◆ ACTION ITEM
Work through the data below and state how many lines contain "vertical", giving that number alone.

━━━ DATA SHOWN ━━━

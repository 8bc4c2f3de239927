//! Line geometry extraction from PDF using lopdf
//!
//! Walks each page's content stream, tracks the text and graphics matrices,
//! and groups positioned text into lines. Every line is reported with its
//! vertical extent in a top-down coordinate system (0 at the top edge of
//! the page, growing downwards), which is what gap analysis works on.

use crate::SegmentError;
use lopdf::{Document, Object, ObjectId};
use rayon::prelude::*;
use std::path::Path;

/// Page height used when a page has no usable MediaBox or CropBox (US Letter)
pub const DEFAULT_PAGE_HEIGHT: f32 = 792.0;

/// Fraction of the font size drawn above the baseline
const ASCENT: f32 = 0.8;
/// Fraction of the font size drawn below the baseline
const DESCENT: f32 = 0.2;
/// Items whose baselines differ by less than this belong to one line
const LINE_Y_TOLERANCE: f32 = 3.0;
/// Guard against cyclic Parent references
const MAX_TREE_DEPTH: usize = 32;

/// One line of text as it appears in reading order
#[derive(Debug, Clone, Copy, PartialEq)]
pub struct LineRecord {
    /// Page the line sits on (0-indexed)
    pub page_index: usize,
    /// Top edge, measured down from the top of the page
    pub top_y: f32,
    /// Bottom edge, measured down from the top of the page
    pub bottom_y: f32,
    /// Position in reading order, strictly increasing
    pub order: usize,
}

impl LineRecord {
    pub fn height(&self) -> f32 {
        self.bottom_y - self.top_y
    }
}

/// Everything the gap analyzer needs from a document
#[derive(Debug, Clone, Default)]
pub struct LineLayout {
    /// Lines in reading order
    pub lines: Vec<LineRecord>,
    /// Text of each line; `text[i]` belongs to `lines[i]`
    pub text: Vec<String>,
    /// Height of every page in points, indexed by page index
    pub page_heights: Vec<f32>,
}

impl LineLayout {
    pub fn page_count(&self) -> usize {
        self.page_heights.len()
    }

    pub fn is_empty(&self) -> bool {
        self.lines.is_empty()
    }
}

/// A run of text drawn by a single show-text operator
#[derive(Debug, Clone)]
struct TextItem {
    text: String,
    x: f32,
    /// Baseline in PDF coordinates (origin at bottom-left)
    y: f32,
    font_size: f32,
}

/// Lines of a single page before global ordering is assigned
struct PageLines {
    height: f32,
    lines: Vec<(f32, f32, String)>,
}

/// Extract line geometry from a PDF file
pub fn extract_lines<P: AsRef<Path>>(path: P) -> Result<LineLayout, SegmentError> {
    let doc = Document::load(path)?;
    extract_lines_from_doc(&doc)
}

/// Extract line geometry from a memory buffer
pub fn extract_lines_mem(buffer: &[u8]) -> Result<LineLayout, SegmentError> {
    let doc = Document::load_mem(buffer)?;
    extract_lines_from_doc(&doc)
}

/// Extract line geometry from a loaded document
///
/// Pages are decoded and grouped into lines in parallel. Results are joined
/// back in page order and only then numbered, so `order` always follows
/// reading order.
pub fn extract_lines_from_doc(doc: &Document) -> Result<LineLayout, SegmentError> {
    let pages: Vec<(u32, ObjectId)> = doc.get_pages().into_iter().collect();

    let per_page: Vec<PageLines> = pages
        .into_par_iter()
        .map(|(page_num, page_id)| {
            let (page_top, height) = page_box(doc, page_id).unwrap_or_else(|| {
                log::warn!(
                    "page {} has no usable MediaBox or CropBox, assuming {}pt",
                    page_num,
                    DEFAULT_PAGE_HEIGHT
                );
                (DEFAULT_PAGE_HEIGHT, DEFAULT_PAGE_HEIGHT)
            });
            let items = extract_page_text_items(doc, page_id)?;
            Ok(build_page_lines(page_top, height, items))
        })
        .collect::<Result<_, SegmentError>>()?;

    let mut layout = LineLayout::default();
    for (page_index, page) in per_page.into_iter().enumerate() {
        layout.page_heights.push(page.height);
        for (top_y, bottom_y, text) in page.lines {
            layout.lines.push(LineRecord {
                page_index,
                top_y,
                bottom_y,
                order: layout.lines.len(),
            });
            layout.text.push(text);
        }
    }

    log::debug!(
        "extracted {} lines from {} pages",
        layout.lines.len(),
        layout.page_heights.len()
    );

    Ok(layout)
}

/// Group a page's items into lines with top-down vertical extents
fn build_page_lines(page_top: f32, height: f32, items: Vec<TextItem>) -> PageLines {
    let lines = group_into_lines(items)
        .into_iter()
        .map(|line| {
            let top = line
                .iter()
                .map(|i| page_top - (i.y + i.font_size * ASCENT))
                .fold(f32::INFINITY, f32::min);
            let bottom = line
                .iter()
                .map(|i| page_top - (i.y - i.font_size * DESCENT))
                .fold(f32::NEG_INFINITY, f32::max);
            let text = line
                .iter()
                .map(|i| i.text.trim())
                .collect::<Vec<_>>()
                .join(" ");
            (top, bottom, text)
        })
        .collect();

    PageLines { height, lines }
}

/// Top edge and height of a page
///
/// Uses the page's (possibly inherited) MediaBox, falling back to its
/// CropBox when no MediaBox is present anywhere up the page tree.
fn page_box(doc: &Document, page_id: ObjectId) -> Option<(f32, f32)> {
    inherited_box(doc, page_id, b"MediaBox").or_else(|| inherited_box(doc, page_id, b"CropBox"))
}

/// Read a rectangle entry from the page or the nearest ancestor carrying it
fn inherited_box(doc: &Document, page_id: ObjectId, key: &[u8]) -> Option<(f32, f32)> {
    let mut current = doc.get_dictionary(page_id).ok();
    let mut depth = 0;

    // Box entries are inheritable; walk up the page tree until one is found
    while let Some(dict) = current {
        depth += 1;
        if depth > MAX_TREE_DEPTH {
            return None;
        }
        if let Ok(rect) = dict.get(key) {
            let array = match rect {
                Object::Reference(id) => doc.get_object(*id).ok()?.as_array().ok()?,
                other => other.as_array().ok()?,
            };
            if array.len() < 4 {
                return None;
            }
            let lower = get_number(&array[1])?;
            let upper = get_number(&array[3])?;
            let height = (upper - lower).abs();
            if height <= 0.0 {
                return None;
            }
            return Some((upper.max(lower), height));
        }
        current = dict
            .get(b"Parent")
            .and_then(Object::as_reference)
            .and_then(|id| doc.get_dictionary(id))
            .ok();
    }

    None
}

/// Multiply two 2D transformation matrices
/// Matrix format: [a, b, c, d, e, f] representing:
/// | a  b  0 |
/// | c  d  0 |
/// | e  f  1 |
fn multiply_matrices(m1: &[f32; 6], m2: &[f32; 6]) -> [f32; 6] {
    [
        m1[0] * m2[0] + m1[1] * m2[2],
        m1[0] * m2[1] + m1[1] * m2[3],
        m1[2] * m2[0] + m1[3] * m2[2],
        m1[2] * m2[1] + m1[3] * m2[3],
        m1[4] * m2[0] + m1[5] * m2[2] + m2[4],
        m1[4] * m2[1] + m1[5] * m2[3] + m2[5],
    ]
}

/// Walk a page's content stream and collect every non-blank text run
fn extract_page_text_items(
    doc: &Document,
    page_id: ObjectId,
) -> Result<Vec<TextItem>, SegmentError> {
    use lopdf::content::Content;

    let mut items = Vec::new();

    let fonts = doc.get_page_fonts(page_id).unwrap_or_default();

    let content_data = doc
        .get_page_content(page_id)
        .map_err(|e| SegmentError::Parse(e.to_string()))?;

    let content = Content::decode(&content_data).map_err(|e| SegmentError::Parse(e.to_string()))?;

    let mut ctm = [1.0f32, 0.0, 0.0, 1.0, 0.0, 0.0];
    let mut ctm_stack: Vec<[f32; 6]> = Vec::new();

    let mut current_font = String::new();
    let mut current_font_size: f32 = 12.0;
    let mut leading: Option<f32> = None;
    let mut text_matrix = [1.0f32, 0.0, 0.0, 1.0, 0.0, 0.0];
    let mut line_matrix = [1.0f32, 0.0, 0.0, 1.0, 0.0, 0.0];
    let mut in_text_block = false;

    // Records a text run at the current text position
    let mut push_item = |text: String, text_matrix: &[f32; 6], ctm: &[f32; 6], size: f32| {
        if text.trim().is_empty() {
            return;
        }
        let combined = multiply_matrices(text_matrix, ctm);
        items.push(TextItem {
            text,
            x: combined[4],
            y: combined[5],
            font_size: effective_font_size(size, &combined),
        });
    };

    for op in &content.operations {
        match op.operator.as_str() {
            "q" => ctm_stack.push(ctm),
            "Q" => {
                if let Some(saved) = ctm_stack.pop() {
                    ctm = saved;
                }
            }
            "cm" => {
                if op.operands.len() >= 6 {
                    let new_matrix = [
                        get_number(&op.operands[0]).unwrap_or(1.0),
                        get_number(&op.operands[1]).unwrap_or(0.0),
                        get_number(&op.operands[2]).unwrap_or(0.0),
                        get_number(&op.operands[3]).unwrap_or(1.0),
                        get_number(&op.operands[4]).unwrap_or(0.0),
                        get_number(&op.operands[5]).unwrap_or(0.0),
                    ];
                    ctm = multiply_matrices(&new_matrix, &ctm);
                }
            }
            "BT" => {
                in_text_block = true;
                text_matrix = [1.0, 0.0, 0.0, 1.0, 0.0, 0.0];
                line_matrix = [1.0, 0.0, 0.0, 1.0, 0.0, 0.0];
            }
            "ET" => in_text_block = false,
            "Tf" => {
                if op.operands.len() >= 2 {
                    if let Ok(name) = op.operands[0].as_name() {
                        current_font = String::from_utf8_lossy(name).to_string();
                    }
                    if let Some(size) = get_number(&op.operands[1]) {
                        current_font_size = size;
                    }
                }
            }
            "TL" => {
                leading = op.operands.first().and_then(get_number);
            }
            "Td" | "TD" => {
                if op.operands.len() >= 2 {
                    let tx = get_number(&op.operands[0]).unwrap_or(0.0);
                    let ty = get_number(&op.operands[1]).unwrap_or(0.0);
                    if op.operator == "TD" {
                        leading = Some(-ty);
                    }
                    // Offsets are in text space, scaled by the line matrix
                    line_matrix[4] += tx * line_matrix[0] + ty * line_matrix[2];
                    line_matrix[5] += tx * line_matrix[1] + ty * line_matrix[3];
                    text_matrix = line_matrix;
                }
            }
            "Tm" => {
                if op.operands.len() >= 6 {
                    for (i, operand) in op.operands.iter().take(6).enumerate() {
                        text_matrix[i] =
                            get_number(operand).unwrap_or(if i == 0 || i == 3 { 1.0 } else { 0.0 });
                    }
                    line_matrix = text_matrix;
                }
            }
            "T*" => {
                next_line(&mut line_matrix, leading.unwrap_or(current_font_size * 1.2));
                text_matrix = line_matrix;
            }
            "Tj" => {
                if in_text_block && !op.operands.is_empty() {
                    if let Some(text) =
                        extract_text_from_operand(&op.operands[0], doc, &fonts, &current_font)
                    {
                        push_item(text, &text_matrix, &ctm, current_font_size);
                    }
                }
            }
            "TJ" => {
                if in_text_block && !op.operands.is_empty() {
                    if let Ok(array) = op.operands[0].as_array() {
                        let combined_text: String = array
                            .iter()
                            .filter_map(|item| {
                                extract_text_from_operand(item, doc, &fonts, &current_font)
                            })
                            .collect();
                        push_item(combined_text, &text_matrix, &ctm, current_font_size);
                    }
                }
            }
            "'" | "\"" => {
                next_line(&mut line_matrix, leading.unwrap_or(current_font_size * 1.2));
                text_matrix = line_matrix;
                // `"` carries word and char spacing before the string
                let string_operand = if op.operator == "\"" {
                    op.operands.get(2)
                } else {
                    op.operands.first()
                };
                if let Some(operand) = string_operand {
                    if let Some(text) =
                        extract_text_from_operand(operand, doc, &fonts, &current_font)
                    {
                        push_item(text, &text_matrix, &ctm, current_font_size);
                    }
                }
            }
            _ => {}
        }
    }

    Ok(items)
}

/// Move the line matrix down by one leading
fn next_line(line_matrix: &mut [f32; 6], leading: f32) {
    line_matrix[4] -= leading * line_matrix[2];
    line_matrix[5] -= leading * line_matrix[3];
}

/// Helper to get f32 from Object
fn get_number(obj: &Object) -> Option<f32> {
    match obj {
        Object::Integer(i) => Some(*i as f32),
        Object::Real(r) => Some(*r),
        _ => None,
    }
}

/// Compute rendered font size from base size and the combined matrix
fn effective_font_size(base_size: f32, matrix: &[f32; 6]) -> f32 {
    let scale_x = (matrix[0].powi(2) + matrix[1].powi(2)).sqrt();
    let scale_y = (matrix[2].powi(2) + matrix[3].powi(2)).sqrt();
    base_size * scale_x.max(scale_y)
}

/// Extract text from a text operand, handling encoding
fn extract_text_from_operand(
    obj: &Object,
    doc: &Document,
    fonts: &std::collections::BTreeMap<Vec<u8>, &lopdf::Dictionary>,
    current_font: &str,
) -> Option<String> {
    if let Object::String(bytes, _) = obj {
        if let Some(font_dict) = fonts.get(current_font.as_bytes()) {
            if let Ok(encoding) = font_dict.get_font_encoding(doc) {
                if let Ok(text) = Document::decode_text(&encoding, bytes) {
                    return Some(text);
                }
            }
        }

        // Fallback: try UTF-16BE then Latin-1
        if bytes.len() >= 2 && bytes[0] == 0xFE && bytes[1] == 0xFF {
            let utf16: Vec<u16> = bytes[2..]
                .chunks_exact(2)
                .map(|chunk| u16::from_be_bytes([chunk[0], chunk[1]]))
                .collect();
            return Some(String::from_utf16_lossy(&utf16));
        }

        Some(bytes.iter().map(|&b| b as char).collect())
    } else {
        None
    }
}

/// Group a page's text items into lines
///
/// Preserves content stream order, which is the reading order for
/// single-column documents; only consecutive items sharing a baseline are
/// merged. Items within a line are sorted left to right.
fn group_into_lines(items: Vec<TextItem>) -> Vec<Vec<TextItem>> {
    let mut lines: Vec<Vec<TextItem>> = Vec::new();

    for item in items {
        match lines.last_mut() {
            Some(line) if (line[0].y - item.y).abs() < LINE_Y_TOLERANCE => line.push(item),
            _ => lines.push(vec![item]),
        }
    }

    for line in &mut lines {
        line.sort_by(|a, b| a.x.partial_cmp(&b.x).unwrap_or(std::cmp::Ordering::Equal));
    }

    lines
}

━━━

◆ FINISHED EXERCISE
2